Stored entries:
━━━━━━━━━━━━━━━━━━━━━━━━━━━━━━

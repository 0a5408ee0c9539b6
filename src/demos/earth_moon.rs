//! The earth spinning under a point light while the moon orbits it, all
//! inside a sphere of stars.

use std::time::Duration;

use cgmath::Matrix3;

use crate::{
    animation::OrbitState,
    context::{Context, InitContext},
    data_structures::{model::Material, transform::Transform},
    demos::{DemoState, Overrides, ViewConfig, report_frame_rate, settings},
    flow::{GraphicsFlow, Out},
    geometry::sphere::uv_sphere_mesh,
    pipelines::light::LightUniform,
    render::Render,
    resources::{
        TexturedObject,
        texture::{TEXTURE_SIZE, earth, moon, star_field},
    },
};

pub const EARTH_MATERIAL: Material = Material::new([0.1; 3], [0.85; 3], [0.7; 3], 3.0);
pub const MOON_MATERIAL: Material = Material::new([0.1; 3], [0.9; 3], [0.0; 3], 1.0);
/// The stars only glow with the ambient term.
pub const STAR_MATERIAL: Material = Material::new([0.3; 3], [0.0; 3], [0.0; 3], 1.0);

#[derive(Debug, Clone, Copy, PartialEq)]
pub struct EarthMoonConfig {
    pub view: ViewConfig,
    pub depth: u32,
    pub time_scale: f32,
    pub seed: u64,
    pub clear: wgpu::Color,
    pub light_position: [f32; 3],
    pub light_color: [f32; 3],
    /// Radius of the star sphere. It has to enclose the camera.
    pub star_radius: f32,
    pub star_density: f32,
}

impl Default for EarthMoonConfig {
    fn default() -> Self {
        Self {
            view: ViewConfig {
                radius: 3.0,
                radius_range: (1.5, 90.0),
                theta: 0.0,
                phi: 0.0,
                bounds: [-60.0, 60.0, -30.0, 30.0],
                near: 0.5,
                far: 300.0,
                ortho_depth: 300.0,
                ortho_ratio: 10.0,
                orthographic: false,
            },
            depth: 5,
            time_scale: 1.0,
            seed: 11,
            clear: wgpu::Color::BLACK,
            light_position: [0.0, 0.0, 20.0],
            light_color: [1.0; 3],
            star_radius: 100.0,
            star_density: 0.002,
        }
    }
}

impl EarthMoonConfig {
    pub fn with_overrides(mut self, overrides: &Overrides) -> Self {
        self.view.apply(overrides);
        if let Some(depth) = overrides.depth {
            self.depth = depth;
        }
        if let Some(time_scale) = overrides.time_scale {
            self.time_scale = time_scale;
        }
        if let Some(seed) = overrides.seed {
            self.seed = seed;
        }
        self
    }
}

pub struct EarthMoon {
    config: EarthMoonConfig,
    orbit: OrbitState,
    earth: TexturedObject,
    moon: TexturedObject,
    stars: TexturedObject,
}

impl EarthMoon {
    pub fn new(init: &InitContext, config: EarthMoonConfig) -> anyhow::Result<Self> {
        let orbit = OrbitState::new(config.time_scale);
        let sphere = uv_sphere_mesh(config.depth)?;
        let (width, height) = (2 * TEXTURE_SIZE, TEXTURE_SIZE);

        let earth = TexturedObject::new(
            init,
            "earth",
            &sphere,
            &earth(width, height, config.seed),
            orbit.earth,
            EARTH_MATERIAL,
        )?;
        let moon = TexturedObject::new(
            init,
            "moon",
            &sphere,
            &moon(width, height, config.seed.wrapping_add(1)),
            orbit.moon,
            MOON_MATERIAL,
        )?;
        let stars = TexturedObject::new(
            init,
            "stars",
            &sphere,
            &star_field(
                2 * width,
                2 * height,
                config.star_density,
                config.seed.wrapping_add(2),
            ),
            Transform::new().with_scale(config.star_radius),
            STAR_MATERIAL,
        )?;

        Ok(Self {
            config,
            orbit,
            earth,
            moon,
            stars,
        })
    }

    fn write_to_buffers(&mut self, ctx: &Context) {
        let identity = Matrix3::from_scale(1.0);
        for object in [&mut self.earth, &mut self.moon, &mut self.stars] {
            object.write_to_buffer(&ctx.queue, ctx.light.color, identity);
        }
    }
}

impl GraphicsFlow<DemoState> for EarthMoon {
    fn on_init(&mut self, ctx: &mut Context, _: &mut DemoState) -> Out {
        self.config.view.install(ctx);
        ctx.set_light(
            LightUniform::point(self.config.light_position),
            self.config.light_color,
        );
        self.write_to_buffers(ctx);
        settings(self.config.clear)
    }

    fn on_update(&mut self, ctx: &Context, state: &mut DemoState, _: Duration) -> Out {
        state.frames += 1;
        self.orbit.advance();
        self.earth.transform = self.orbit.earth;
        self.moon.transform = self.orbit.moon;
        self.write_to_buffers(ctx);
        Out::Empty
    }

    fn on_tick(&mut self, ctx: &Context, state: &mut DemoState) -> Out {
        log::debug!("moon at {:.2} degrees", self.orbit.moon_theta);
        report_frame_rate("earth and moon", ctx, state);
        Out::Empty
    }

    fn on_render(&self) -> Render<'_> {
        Render::Lits(vec![
            self.earth.as_lit(true),
            self.moon.as_lit(true),
            // seen from the inside
            self.stars.as_lit(false),
        ])
    }
}
use crate::data_structures::texture::Texture;

/// Depth attachment state shared by every pipeline that draws into the main pass.
///
/// The main render pass always carries a depth attachment, so pipelines that do
/// not want depth testing still declare the format and simply compare `Always`
/// without writing.
pub fn depth_state(write: bool, compare: wgpu::CompareFunction) -> wgpu::DepthStencilState {
    wgpu::DepthStencilState {
        format: Texture::DEPTH_FORMAT,
        depth_write_enabled: write,
        depth_compare: compare,
        stencil: wgpu::StencilState::default(),
        bias: wgpu::DepthBiasState::default(),
    }
}

pub fn depth_tested() -> Option<wgpu::DepthStencilState> {
    Some(depth_state(true, wgpu::CompareFunction::Less))
}

pub fn depth_ignored() -> Option<wgpu::DepthStencilState> {
    Some(depth_state(false, wgpu::CompareFunction::Always))
}

pub fn primitive(
    topology: wgpu::PrimitiveTopology,
    cull_mode: Option<wgpu::Face>,
) -> wgpu::PrimitiveState {
    wgpu::PrimitiveState {
        topology,
        strip_index_format: None,
        front_face: wgpu::FrontFace::Ccw,
        cull_mode,
        // Setting this to anything other than Fill requires Features::NON_FILL_POLYGON_MODE
        polygon_mode: wgpu::PolygonMode::Fill,
        unclipped_depth: false,
        conservative: false,
    }
}

pub fn mk_pipeline_layout(
    device: &wgpu::Device,
    label: &str,
    bind_group_layouts: &[&wgpu::BindGroupLayout],
) -> wgpu::PipelineLayout {
    device.create_pipeline_layout(&wgpu::PipelineLayoutDescriptor {
        label: Some(label),
        bind_group_layouts,
        push_constant_ranges: &[],
    })
}

/// Builds a pipeline with `vs_main`/`fs_main` entry points and a single colour target.
#[allow(clippy::too_many_arguments)]
pub fn mk_render_pipeline(
    device: &wgpu::Device,
    label: &str,
    layout: &wgpu::PipelineLayout,
    color_format: wgpu::TextureFormat,
    blend: Option<wgpu::BlendState>,
    depth_stencil: Option<wgpu::DepthStencilState>,
    vertex_layouts: &[wgpu::VertexBufferLayout],
    shader: wgpu::ShaderModuleDescriptor,
    primitive: wgpu::PrimitiveState,
) -> wgpu::RenderPipeline {
    let shader = device.create_shader_module(shader);

    device.create_render_pipeline(&wgpu::RenderPipelineDescriptor {
        cache: None,
        label: Some(label),
        layout: Some(layout),
        vertex: wgpu::VertexState {
            module: &shader,
            entry_point: Some("vs_main"),
            buffers: vertex_layouts,
            compilation_options: Default::default(),
        },
        fragment: Some(wgpu::FragmentState {
            module: &shader,
            entry_point: Some("fs_main"),
            targets: &[Some(wgpu::ColorTargetState {
                format: color_format,
                blend,
                write_mask: wgpu::ColorWrites::ALL,
            })],
            compilation_options: Default::default(),
        }),
        primitive,
        depth_stencil,
        multisample: wgpu::MultisampleState {
            count: 1,
            mask: !0,
            alpha_to_coverage_enabled: false,
        },
        multiview: None,
    })
}

/// Layout of a single uniform buffer at binding 0.
pub fn mk_uniform_layout(
    device: &wgpu::Device,
    visibility: wgpu::ShaderStages,
    label: &str,
) -> wgpu::BindGroupLayout {
    device.create_bind_group_layout(&wgpu::BindGroupLayoutDescriptor {
        entries: &[wgpu::BindGroupLayoutEntry {
            binding: 0,
            visibility,
            ty: wgpu::BindingType::Buffer {
                ty: wgpu::BufferBindingType::Uniform,
                has_dynamic_offset: false,
                min_binding_size: None,
            },
            count: None,
        }],
        label: Some(label),
    })
}

/// A uniform value together with its buffer and bind group.
#[derive(Debug)]
pub struct UniformResources<U> {
    pub uniform: U,
    pub buffer: wgpu::Buffer,
    pub bind_group: wgpu::BindGroup,
}

impl<U: bytemuck::Pod> UniformResources<U> {
    pub fn new(device: &wgpu::Device, layout: &wgpu::BindGroupLayout, uniform: U, label: &str) -> Self {
        use wgpu::util::DeviceExt;

        let buffer = device.create_buffer_init(&wgpu::util::BufferInitDescriptor {
            label: Some(label),
            contents: bytemuck::cast_slice(&[uniform]),
            usage: wgpu::BufferUsages::UNIFORM | wgpu::BufferUsages::COPY_DST,
        });
        let bind_group = device.create_bind_group(&wgpu::BindGroupDescriptor {
            layout,
            entries: &[wgpu::BindGroupEntry {
                binding: 0,
                resource: buffer.as_entire_binding(),
            }],
            label: Some(label),
        });
        Self {
            uniform,
            buffer,
            bind_group,
        }
    }

    /// Replaces the uniform and uploads it.
    pub fn write(&mut self, queue: &wgpu::Queue, uniform: U) {
        self.uniform = uniform;
        queue.write_buffer(&self.buffer, 0, bytemuck::cast_slice(&[self.uniform]));
    }
}
//! Hidden surface removal with the painter's algorithm.
//!
//! 27 cubes in a 3x3x3 grid are merged into one triangle list that is sorted
//! back to front before every frame and drawn without a depth buffer. Every
//! cube carries its own random material, one of the planet textures and the
//! pick id `index + 1`. The whole grid turns around the y axis. Clicking a
//! cube selects it and draws it larger; clicking it again clears the
//! selection.

use std::time::Duration;

use cgmath::{Deg, Matrix3, Vector3};
use rand::{Rng, SeedableRng, rngs::StdRng};
use wgpu::util::DeviceExt;

use crate::{
    context::{Context, InitContext},
    data_structures::{model::Material, transform::Transform},
    demos::{DemoState, Overrides, ViewConfig, report_frame_rate, settings},
    flow::{GraphicsFlow, Out},
    geometry::{
        cube::textured_cube,
        painter::{SceneTriangle, flatten, sort_back_to_front, update_depths},
    },
    pick::NO_PICK,
    pipelines::light::LightUniform,
    render::{Painter, Render},
    resources::{
        BoundTexture,
        texture::{PLANET_LAYERS, TEXTURE_SIZE, planet_layers},
    },
};

pub const GRID_SIDE: usize = 3;
pub const CUBE_COUNT: usize = GRID_SIDE * GRID_SIDE * GRID_SIDE;

#[derive(Debug, Clone, Copy, PartialEq)]
pub struct HsrConfig {
    pub view: ViewConfig,
    pub clear: wgpu::Color,
    pub light_direction: [f32; 3],
    pub light_color: [f32; 3],
    /// Distance between the centres of neighbouring cubes.
    pub spacing: f32,
    pub cube_scale: f32,
    pub selected_scale: f32,
    /// Degrees the grid turns around the y axis per frame.
    pub spin: f32,
    pub time_scale: f32,
    /// Seeds materials and texture choice; `None` picks new ones every run.
    pub seed: Option<u64>,
}

impl Default for HsrConfig {
    fn default() -> Self {
        Self {
            view: ViewConfig {
                radius: 5.0,
                radius_range: (1.5, 15.0),
                theta: 0.0,
                phi: 0.0,
                bounds: [-60.0, 60.0, -30.0, 30.0],
                near: 0.5,
                far: 20.0,
                ortho_depth: 20.0,
                ortho_ratio: 20.0,
                orthographic: false,
            },
            clear: wgpu::Color {
                r: 0.2,
                g: 0.2,
                b: 0.2,
                a: 1.0,
            },
            light_direction: [0.0, 0.0, 10.0],
            light_color: [1.0; 3],
            spacing: 1.5,
            cube_scale: 4.0,
            selected_scale: 1.5,
            spin: 0.25,
            time_scale: 1.0,
            seed: None,
        }
    }
}

impl HsrConfig {
    pub fn with_overrides(mut self, overrides: &Overrides) -> Self {
        self.view.apply(overrides);
        if let Some(time_scale) = overrides.time_scale {
            self.time_scale = time_scale;
        }
        if overrides.seed.is_some() {
            self.seed = overrides.seed;
        }
        self
    }
}

/// Centre of cube `index`, the grid being centred on the origin.
pub fn grid_position(index: usize, spacing: f32) -> Vector3<f32> {
    let cell = |i: usize| (i % GRID_SIDE) as f32 - (GRID_SIDE - 1) as f32 / 2.0;
    Vector3::new(
        cell(index),
        cell(index / GRID_SIDE),
        cell(index / (GRID_SIDE * GRID_SIDE)),
    ) * spacing
}

/// Ambient 0.3, diffuse in `[0.6, 0.9)`, specular in `[0, 1)` and shininess
/// in `[2, 22)`.
pub fn random_material<R: Rng + ?Sized>(rng: &mut R) -> Material {
    let mut channels =
        |scale: f32, offset: f32| [(); 3].map(|_| rng.r#gen::<f32>() * scale + offset);
    let diffuse = channels(0.3, 0.6);
    let specular = channels(1.0, 0.0);
    let shininess = rng.r#gen::<f32>() * 20.0 + 2.0;
    Material::new([0.3; 3], diffuse, specular, shininess)
}

/// One cube of the grid.
#[derive(Debug, Clone, Copy, PartialEq)]
pub struct HsrCube {
    pub id: u32,
    pub transform: Transform,
    pub material: Material,
    pub texture_layer: u32,
}

impl HsrCube {
    /// The transform the cube is drawn with once the grid has turned by
    /// `grid_angle` degrees. Grid cubes only ever rotate around y, so turning
    /// the grid adds to that angle.
    pub fn drawn_transform(
        &self,
        selected: Option<u32>,
        selected_scale: f32,
        grid_angle: f32,
    ) -> Transform {
        let mut transform = self.transform;
        transform.translation = Matrix3::from_angle_y(Deg(grid_angle)) * transform.translation;
        transform.rotation.y += grid_angle;
        if selected == Some(self.id) {
            transform.scale *= selected_scale;
        }
        transform
    }
}

/// Places the cubes on the grid and rolls their materials and textures.
pub fn build_cubes<R: Rng + ?Sized>(config: &HsrConfig, rng: &mut R) -> Vec<HsrCube> {
    (0..CUBE_COUNT)
        .map(|index| HsrCube {
            id: index as u32 + 1,
            transform: Transform::from(grid_position(index, config.spacing))
                .with_scale(config.cube_scale),
            material: random_material(&mut *rng),
            texture_layer: rng.gen_range(0..PLANET_LAYERS as u32),
        })
        .collect()
}

/// The triangles of every cube, in cube order.
pub fn scene_triangles(cubes: &[HsrCube]) -> Vec<SceneTriangle> {
    let template = textured_cube();
    cubes
        .iter()
        .flat_map(|cube| {
            SceneTriangle::from_mesh(
                &template,
                cube.transform,
                cube.material,
                cube.texture_layer,
                cube.id,
            )
        })
        .collect()
}

pub struct HsrScene {
    config: HsrConfig,
    cubes: Vec<HsrCube>,
    triangles: Vec<SceneTriangle>,
    ids: Vec<u32>,
    selected: Option<u32>,
    /// Degrees the grid has turned around y.
    grid_angle: f32,
    vertex_buffer: wgpu::Buffer,
    amount: u32,
    texture: BoundTexture,
}

impl HsrScene {
    pub fn new(init: &InitContext, config: HsrConfig) -> anyhow::Result<Self> {
        let mut rng = match config.seed {
            Some(seed) => StdRng::seed_from_u64(seed),
            None => StdRng::from_entropy(),
        };
        let cubes = build_cubes(&config, &mut rng);
        let triangles = scene_triangles(&cubes);
        let ids = cubes.iter().map(|cube| cube.id).collect();

        let layers = planet_layers(TEXTURE_SIZE, rng.r#gen());
        let texture = BoundTexture::layers(init, &layers, "planet layers")?;

        // the buffer keeps its size, only the order of the triangles changes
        let vertices = flatten(&triangles, config.light_color);
        let vertex_buffer = init
            .device
            .create_buffer_init(&wgpu::util::BufferInitDescriptor {
                label: Some("HSR Scene Vertex Buffer"),
                contents: bytemuck::cast_slice(&vertices),
                usage: wgpu::BufferUsages::VERTEX | wgpu::BufferUsages::COPY_DST,
            });
        log::info!(
            "{} cubes with {} triangles in the painter's scene",
            cubes.len(),
            triangles.len()
        );

        Ok(Self {
            config,
            cubes,
            triangles,
            ids,
            selected: None,
            grid_angle: 0.0,
            vertex_buffer,
            amount: vertices.len() as u32,
            texture,
        })
    }

    /// Applies the cube transforms, sorts for the current camera and uploads
    /// the scene.
    fn write_to_buffer(&mut self, ctx: &Context) {
        for triangle in self.triangles.iter_mut() {
            let cube = triangle
                .object_id
                .checked_sub(1)
                .and_then(|index| self.cubes.get(index as usize));
            if let Some(cube) = cube {
                triangle.transform =
                    cube.drawn_transform(self.selected, self.config.selected_scale, self.grid_angle);
            }
        }
        let camera = &ctx.camera.camera;
        update_depths(&mut self.triangles, &camera.look_at(), camera.translation);
        sort_back_to_front(&mut self.triangles);
        let vertices = flatten(&self.triangles, ctx.light.color);
        ctx.queue
            .write_buffer(&self.vertex_buffer, 0, bytemuck::cast_slice(&vertices));
    }
}

impl GraphicsFlow<DemoState> for HsrScene {
    fn on_init(&mut self, ctx: &mut Context, _: &mut DemoState) -> Out {
        self.config.view.install(ctx);
        ctx.set_light(
            LightUniform::directional(self.config.light_direction),
            self.config.light_color,
        );
        self.write_to_buffer(ctx);
        settings(self.config.clear)
    }

    fn on_click(&mut self, ctx: &Context, _: &mut DemoState, id: u32) -> Out {
        if id == NO_PICK {
            return Out::Empty;
        }
        // the engine already toggled the selection
        self.selected = ctx.mouse.selected.filter(|selected| *selected == id);
        match self.selected {
            Some(id) => log::info!("selected cube {}", id),
            None => log::info!("cleared selection of cube {}", id),
        }
        Out::Empty
    }

    fn on_update(&mut self, ctx: &Context, state: &mut DemoState, _: Duration) -> Out {
        state.frames += 1;
        self.grid_angle = (self.grid_angle + self.config.spin * self.config.time_scale) % 360.0;
        self.write_to_buffer(ctx);
        Out::Empty
    }

    fn on_tick(&mut self, ctx: &Context, state: &mut DemoState) -> Out {
        log::debug!("grid turned {:.1} degrees", self.grid_angle);
        report_frame_rate("hsr", ctx, state);
        Out::Empty
    }

    fn on_render(&self) -> Render<'_> {
        Render::Painter(Painter {
            vertex: &self.vertex_buffer,
            amount: self.amount,
            texture: &self.texture.bind_group,
            ids: &self.ids,
        })
    }
}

━━━━━━━━━━━━━━━━━━━━━━━━━━━━━━

Which lines above hold the string "turned"? Copy each of them.

## Exercise answer
    /// The transform the cube is drawn with once the grid has turned by
    /// Degrees the grid has turned around y.
        log::debug!("grid turned {:.1} degrees", self.grid_angle);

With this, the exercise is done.